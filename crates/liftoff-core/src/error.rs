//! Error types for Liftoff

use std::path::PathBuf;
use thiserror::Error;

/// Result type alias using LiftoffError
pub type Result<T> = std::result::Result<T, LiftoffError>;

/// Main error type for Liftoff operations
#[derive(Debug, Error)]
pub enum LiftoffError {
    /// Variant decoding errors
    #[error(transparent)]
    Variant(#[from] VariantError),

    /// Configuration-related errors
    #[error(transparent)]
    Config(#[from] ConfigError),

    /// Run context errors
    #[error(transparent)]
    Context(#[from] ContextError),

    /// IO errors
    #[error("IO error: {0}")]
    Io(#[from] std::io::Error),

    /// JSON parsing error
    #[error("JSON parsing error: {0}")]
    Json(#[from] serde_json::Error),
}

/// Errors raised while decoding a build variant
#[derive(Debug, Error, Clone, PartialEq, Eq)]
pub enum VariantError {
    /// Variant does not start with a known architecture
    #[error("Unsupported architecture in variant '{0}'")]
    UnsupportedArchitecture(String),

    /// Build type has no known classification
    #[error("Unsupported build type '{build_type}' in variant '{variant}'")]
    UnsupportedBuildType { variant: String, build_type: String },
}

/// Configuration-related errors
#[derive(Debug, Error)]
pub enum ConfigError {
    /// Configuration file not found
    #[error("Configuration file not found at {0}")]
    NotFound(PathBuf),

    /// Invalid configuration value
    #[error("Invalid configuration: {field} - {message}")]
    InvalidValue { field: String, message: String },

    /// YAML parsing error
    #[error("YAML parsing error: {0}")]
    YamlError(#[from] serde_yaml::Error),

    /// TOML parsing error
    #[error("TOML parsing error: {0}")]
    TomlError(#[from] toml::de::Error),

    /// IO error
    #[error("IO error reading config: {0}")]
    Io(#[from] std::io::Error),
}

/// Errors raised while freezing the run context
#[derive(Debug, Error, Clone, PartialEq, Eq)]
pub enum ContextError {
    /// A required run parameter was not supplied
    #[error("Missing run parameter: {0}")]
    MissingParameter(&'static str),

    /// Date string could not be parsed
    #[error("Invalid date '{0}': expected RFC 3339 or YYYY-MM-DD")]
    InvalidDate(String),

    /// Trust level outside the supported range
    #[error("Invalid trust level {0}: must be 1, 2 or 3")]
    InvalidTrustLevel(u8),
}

....

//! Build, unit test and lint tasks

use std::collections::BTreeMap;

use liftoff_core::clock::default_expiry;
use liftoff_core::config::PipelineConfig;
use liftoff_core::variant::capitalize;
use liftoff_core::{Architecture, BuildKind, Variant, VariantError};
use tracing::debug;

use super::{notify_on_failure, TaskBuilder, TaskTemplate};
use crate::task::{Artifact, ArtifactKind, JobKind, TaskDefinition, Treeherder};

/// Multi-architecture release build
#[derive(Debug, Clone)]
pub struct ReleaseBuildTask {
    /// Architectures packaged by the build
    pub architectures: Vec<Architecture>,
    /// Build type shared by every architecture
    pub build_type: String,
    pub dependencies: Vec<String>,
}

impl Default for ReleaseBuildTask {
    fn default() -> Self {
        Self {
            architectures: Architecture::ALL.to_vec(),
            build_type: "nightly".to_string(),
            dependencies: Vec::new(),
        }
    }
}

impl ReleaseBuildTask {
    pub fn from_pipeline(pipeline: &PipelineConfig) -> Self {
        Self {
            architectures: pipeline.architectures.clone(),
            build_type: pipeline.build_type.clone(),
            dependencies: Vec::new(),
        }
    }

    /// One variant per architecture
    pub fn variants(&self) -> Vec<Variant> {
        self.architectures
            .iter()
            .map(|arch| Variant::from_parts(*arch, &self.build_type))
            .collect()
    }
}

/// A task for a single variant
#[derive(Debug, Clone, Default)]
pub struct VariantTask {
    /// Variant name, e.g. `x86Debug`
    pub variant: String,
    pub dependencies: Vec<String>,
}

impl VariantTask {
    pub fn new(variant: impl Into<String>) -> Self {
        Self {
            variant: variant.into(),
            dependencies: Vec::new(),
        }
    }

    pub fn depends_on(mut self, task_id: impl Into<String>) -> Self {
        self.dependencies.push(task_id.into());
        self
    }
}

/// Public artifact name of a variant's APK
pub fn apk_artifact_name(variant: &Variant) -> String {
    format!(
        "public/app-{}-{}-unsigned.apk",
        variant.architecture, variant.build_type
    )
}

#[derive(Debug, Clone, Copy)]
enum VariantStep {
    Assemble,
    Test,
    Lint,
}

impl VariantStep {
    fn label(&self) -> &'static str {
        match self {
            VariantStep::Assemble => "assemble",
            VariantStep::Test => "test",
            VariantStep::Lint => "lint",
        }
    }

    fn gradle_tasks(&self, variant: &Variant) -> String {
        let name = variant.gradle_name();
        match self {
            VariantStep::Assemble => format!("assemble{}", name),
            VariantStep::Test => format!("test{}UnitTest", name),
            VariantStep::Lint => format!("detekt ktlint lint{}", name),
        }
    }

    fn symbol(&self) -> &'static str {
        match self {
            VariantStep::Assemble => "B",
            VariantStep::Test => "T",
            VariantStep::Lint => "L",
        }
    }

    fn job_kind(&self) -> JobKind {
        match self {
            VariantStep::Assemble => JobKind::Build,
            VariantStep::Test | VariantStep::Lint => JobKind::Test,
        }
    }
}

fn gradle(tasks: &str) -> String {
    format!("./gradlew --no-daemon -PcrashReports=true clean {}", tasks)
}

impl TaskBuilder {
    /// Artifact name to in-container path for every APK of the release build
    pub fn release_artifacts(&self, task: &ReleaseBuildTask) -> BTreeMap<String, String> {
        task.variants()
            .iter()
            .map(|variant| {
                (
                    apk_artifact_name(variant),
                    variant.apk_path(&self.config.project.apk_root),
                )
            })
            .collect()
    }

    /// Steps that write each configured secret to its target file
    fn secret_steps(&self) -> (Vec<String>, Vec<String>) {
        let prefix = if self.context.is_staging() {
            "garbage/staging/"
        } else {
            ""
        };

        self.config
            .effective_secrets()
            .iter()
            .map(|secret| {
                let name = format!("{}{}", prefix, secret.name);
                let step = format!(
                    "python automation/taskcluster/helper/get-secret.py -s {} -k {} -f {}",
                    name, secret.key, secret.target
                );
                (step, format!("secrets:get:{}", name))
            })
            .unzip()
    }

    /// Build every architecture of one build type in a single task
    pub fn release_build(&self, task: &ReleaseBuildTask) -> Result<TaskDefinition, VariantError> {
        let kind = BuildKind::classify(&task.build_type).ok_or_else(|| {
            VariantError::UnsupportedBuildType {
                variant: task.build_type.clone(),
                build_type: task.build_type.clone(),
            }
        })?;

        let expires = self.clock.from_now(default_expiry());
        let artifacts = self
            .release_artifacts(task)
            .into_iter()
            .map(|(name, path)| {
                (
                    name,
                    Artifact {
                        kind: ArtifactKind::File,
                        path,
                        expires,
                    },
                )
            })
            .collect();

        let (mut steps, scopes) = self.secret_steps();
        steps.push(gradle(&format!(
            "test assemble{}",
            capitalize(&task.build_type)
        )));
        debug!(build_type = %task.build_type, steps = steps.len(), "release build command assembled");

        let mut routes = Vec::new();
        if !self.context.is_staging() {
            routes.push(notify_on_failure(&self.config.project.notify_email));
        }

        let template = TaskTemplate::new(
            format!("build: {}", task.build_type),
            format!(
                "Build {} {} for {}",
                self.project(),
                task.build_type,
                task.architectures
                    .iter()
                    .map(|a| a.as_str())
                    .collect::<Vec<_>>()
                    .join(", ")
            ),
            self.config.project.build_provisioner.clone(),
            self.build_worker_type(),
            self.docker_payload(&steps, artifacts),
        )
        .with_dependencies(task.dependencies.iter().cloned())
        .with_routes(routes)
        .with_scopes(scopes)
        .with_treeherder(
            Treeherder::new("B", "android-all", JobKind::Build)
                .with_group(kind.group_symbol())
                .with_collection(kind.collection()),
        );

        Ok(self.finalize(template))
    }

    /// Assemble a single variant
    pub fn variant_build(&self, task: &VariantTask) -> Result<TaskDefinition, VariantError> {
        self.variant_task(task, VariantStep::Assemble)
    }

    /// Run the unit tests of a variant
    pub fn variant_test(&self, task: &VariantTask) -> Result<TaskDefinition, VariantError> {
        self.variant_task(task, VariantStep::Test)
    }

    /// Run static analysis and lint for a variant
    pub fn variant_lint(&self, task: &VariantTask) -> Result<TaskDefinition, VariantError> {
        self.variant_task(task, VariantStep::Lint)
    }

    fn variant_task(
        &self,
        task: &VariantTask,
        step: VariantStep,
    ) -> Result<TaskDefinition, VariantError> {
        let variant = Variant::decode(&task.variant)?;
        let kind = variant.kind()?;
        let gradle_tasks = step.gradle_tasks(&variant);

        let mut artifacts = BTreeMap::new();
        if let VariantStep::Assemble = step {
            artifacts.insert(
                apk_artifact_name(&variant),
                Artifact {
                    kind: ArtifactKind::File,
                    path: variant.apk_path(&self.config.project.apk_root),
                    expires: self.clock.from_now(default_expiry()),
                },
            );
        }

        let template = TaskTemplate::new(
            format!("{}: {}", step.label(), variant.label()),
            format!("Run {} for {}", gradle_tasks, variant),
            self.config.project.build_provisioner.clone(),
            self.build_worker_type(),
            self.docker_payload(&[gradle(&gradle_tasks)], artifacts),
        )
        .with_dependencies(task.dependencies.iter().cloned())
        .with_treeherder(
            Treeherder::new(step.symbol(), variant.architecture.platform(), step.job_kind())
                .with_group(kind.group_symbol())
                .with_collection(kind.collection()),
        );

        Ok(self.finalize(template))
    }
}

....

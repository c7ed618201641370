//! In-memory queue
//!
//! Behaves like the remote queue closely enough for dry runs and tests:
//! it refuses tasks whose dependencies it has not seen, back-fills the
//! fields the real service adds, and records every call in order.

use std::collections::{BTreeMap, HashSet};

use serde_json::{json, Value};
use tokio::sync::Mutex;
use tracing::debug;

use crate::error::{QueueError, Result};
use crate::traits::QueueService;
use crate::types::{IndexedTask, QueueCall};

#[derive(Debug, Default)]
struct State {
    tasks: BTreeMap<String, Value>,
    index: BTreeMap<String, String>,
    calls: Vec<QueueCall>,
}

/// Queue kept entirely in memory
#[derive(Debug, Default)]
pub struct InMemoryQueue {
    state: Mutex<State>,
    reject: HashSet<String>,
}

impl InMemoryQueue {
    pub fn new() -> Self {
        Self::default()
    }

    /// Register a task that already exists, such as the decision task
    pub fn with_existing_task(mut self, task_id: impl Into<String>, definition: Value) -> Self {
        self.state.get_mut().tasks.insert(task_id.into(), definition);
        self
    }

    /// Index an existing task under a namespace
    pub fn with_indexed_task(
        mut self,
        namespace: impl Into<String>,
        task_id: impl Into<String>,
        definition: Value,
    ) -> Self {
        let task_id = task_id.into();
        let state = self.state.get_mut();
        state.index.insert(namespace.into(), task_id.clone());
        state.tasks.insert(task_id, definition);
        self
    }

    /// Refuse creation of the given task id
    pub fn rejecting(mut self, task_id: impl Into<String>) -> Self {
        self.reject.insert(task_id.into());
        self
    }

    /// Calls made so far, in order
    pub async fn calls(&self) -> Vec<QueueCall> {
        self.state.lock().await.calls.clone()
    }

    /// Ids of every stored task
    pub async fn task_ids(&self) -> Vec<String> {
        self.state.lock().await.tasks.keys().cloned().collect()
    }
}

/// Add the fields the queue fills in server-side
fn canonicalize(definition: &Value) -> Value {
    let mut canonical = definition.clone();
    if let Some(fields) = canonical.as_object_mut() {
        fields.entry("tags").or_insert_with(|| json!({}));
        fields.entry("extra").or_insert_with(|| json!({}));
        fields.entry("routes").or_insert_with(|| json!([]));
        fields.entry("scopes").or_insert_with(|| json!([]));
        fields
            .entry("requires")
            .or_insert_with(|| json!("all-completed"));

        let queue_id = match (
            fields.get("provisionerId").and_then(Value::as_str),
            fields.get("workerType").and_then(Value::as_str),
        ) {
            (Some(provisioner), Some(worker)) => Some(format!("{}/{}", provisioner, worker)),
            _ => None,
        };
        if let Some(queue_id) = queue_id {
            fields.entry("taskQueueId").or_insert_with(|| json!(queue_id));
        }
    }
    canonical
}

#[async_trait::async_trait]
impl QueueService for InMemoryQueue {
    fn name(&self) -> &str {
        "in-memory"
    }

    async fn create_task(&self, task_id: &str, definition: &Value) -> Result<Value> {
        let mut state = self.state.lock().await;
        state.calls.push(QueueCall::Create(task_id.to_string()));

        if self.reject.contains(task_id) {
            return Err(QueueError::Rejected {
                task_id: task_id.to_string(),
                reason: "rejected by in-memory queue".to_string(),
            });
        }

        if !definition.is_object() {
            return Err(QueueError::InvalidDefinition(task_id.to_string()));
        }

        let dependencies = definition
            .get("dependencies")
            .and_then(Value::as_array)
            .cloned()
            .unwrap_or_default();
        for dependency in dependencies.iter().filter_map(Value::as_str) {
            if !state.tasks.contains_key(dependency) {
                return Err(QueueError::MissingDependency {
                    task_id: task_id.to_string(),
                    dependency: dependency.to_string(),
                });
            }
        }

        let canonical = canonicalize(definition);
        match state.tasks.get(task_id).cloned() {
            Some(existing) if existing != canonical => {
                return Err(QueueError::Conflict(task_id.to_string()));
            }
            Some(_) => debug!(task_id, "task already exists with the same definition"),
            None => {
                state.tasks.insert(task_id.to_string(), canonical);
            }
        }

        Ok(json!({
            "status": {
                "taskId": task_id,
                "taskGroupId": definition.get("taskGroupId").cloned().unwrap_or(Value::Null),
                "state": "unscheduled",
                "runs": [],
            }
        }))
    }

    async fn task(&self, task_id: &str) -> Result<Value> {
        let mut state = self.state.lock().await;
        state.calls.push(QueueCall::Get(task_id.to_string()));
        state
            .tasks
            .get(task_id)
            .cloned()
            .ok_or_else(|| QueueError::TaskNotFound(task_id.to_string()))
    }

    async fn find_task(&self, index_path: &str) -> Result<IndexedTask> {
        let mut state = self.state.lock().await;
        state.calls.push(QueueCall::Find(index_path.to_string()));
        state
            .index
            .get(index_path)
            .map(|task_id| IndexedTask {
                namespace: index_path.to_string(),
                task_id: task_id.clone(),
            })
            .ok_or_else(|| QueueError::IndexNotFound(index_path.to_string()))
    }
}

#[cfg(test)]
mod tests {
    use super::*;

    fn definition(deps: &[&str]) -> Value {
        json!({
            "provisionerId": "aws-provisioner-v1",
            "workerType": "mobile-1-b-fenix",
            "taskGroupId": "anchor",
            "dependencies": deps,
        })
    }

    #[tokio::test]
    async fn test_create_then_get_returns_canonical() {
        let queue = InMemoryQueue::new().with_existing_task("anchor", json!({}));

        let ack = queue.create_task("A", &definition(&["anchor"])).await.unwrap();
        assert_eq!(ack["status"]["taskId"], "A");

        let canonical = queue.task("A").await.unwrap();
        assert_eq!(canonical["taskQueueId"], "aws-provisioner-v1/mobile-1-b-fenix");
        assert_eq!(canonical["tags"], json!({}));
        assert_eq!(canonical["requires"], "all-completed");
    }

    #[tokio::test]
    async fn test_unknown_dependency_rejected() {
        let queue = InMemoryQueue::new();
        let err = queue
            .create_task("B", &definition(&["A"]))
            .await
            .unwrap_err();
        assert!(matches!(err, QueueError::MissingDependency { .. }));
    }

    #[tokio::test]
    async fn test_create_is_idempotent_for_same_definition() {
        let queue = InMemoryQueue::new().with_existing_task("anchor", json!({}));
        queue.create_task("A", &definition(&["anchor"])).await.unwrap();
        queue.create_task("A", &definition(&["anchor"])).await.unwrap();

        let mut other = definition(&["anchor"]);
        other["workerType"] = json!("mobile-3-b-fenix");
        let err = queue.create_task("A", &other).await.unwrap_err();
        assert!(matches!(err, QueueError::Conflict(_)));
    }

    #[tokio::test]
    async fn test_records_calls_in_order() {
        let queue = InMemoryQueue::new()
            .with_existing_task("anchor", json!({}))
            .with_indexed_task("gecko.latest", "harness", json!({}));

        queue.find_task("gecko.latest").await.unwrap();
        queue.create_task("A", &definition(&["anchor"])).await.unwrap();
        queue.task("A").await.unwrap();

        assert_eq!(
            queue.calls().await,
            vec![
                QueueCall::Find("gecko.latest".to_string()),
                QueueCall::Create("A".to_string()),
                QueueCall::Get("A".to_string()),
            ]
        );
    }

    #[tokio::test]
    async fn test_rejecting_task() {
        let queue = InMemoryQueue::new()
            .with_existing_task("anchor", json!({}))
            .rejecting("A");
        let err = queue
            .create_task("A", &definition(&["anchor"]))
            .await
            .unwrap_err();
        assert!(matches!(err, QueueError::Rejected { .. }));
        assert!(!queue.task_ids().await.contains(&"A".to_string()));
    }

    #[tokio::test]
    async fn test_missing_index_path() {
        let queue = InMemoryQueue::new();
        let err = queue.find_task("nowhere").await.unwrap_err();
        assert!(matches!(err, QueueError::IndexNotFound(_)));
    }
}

....

## Aim of the exercise
If a line above includes the string "provisionerId", pick it out.

## Task response
            fields.get("provisionerId").and_then(Value::as_str),
            "provisionerId": "aws-provisioner-v1",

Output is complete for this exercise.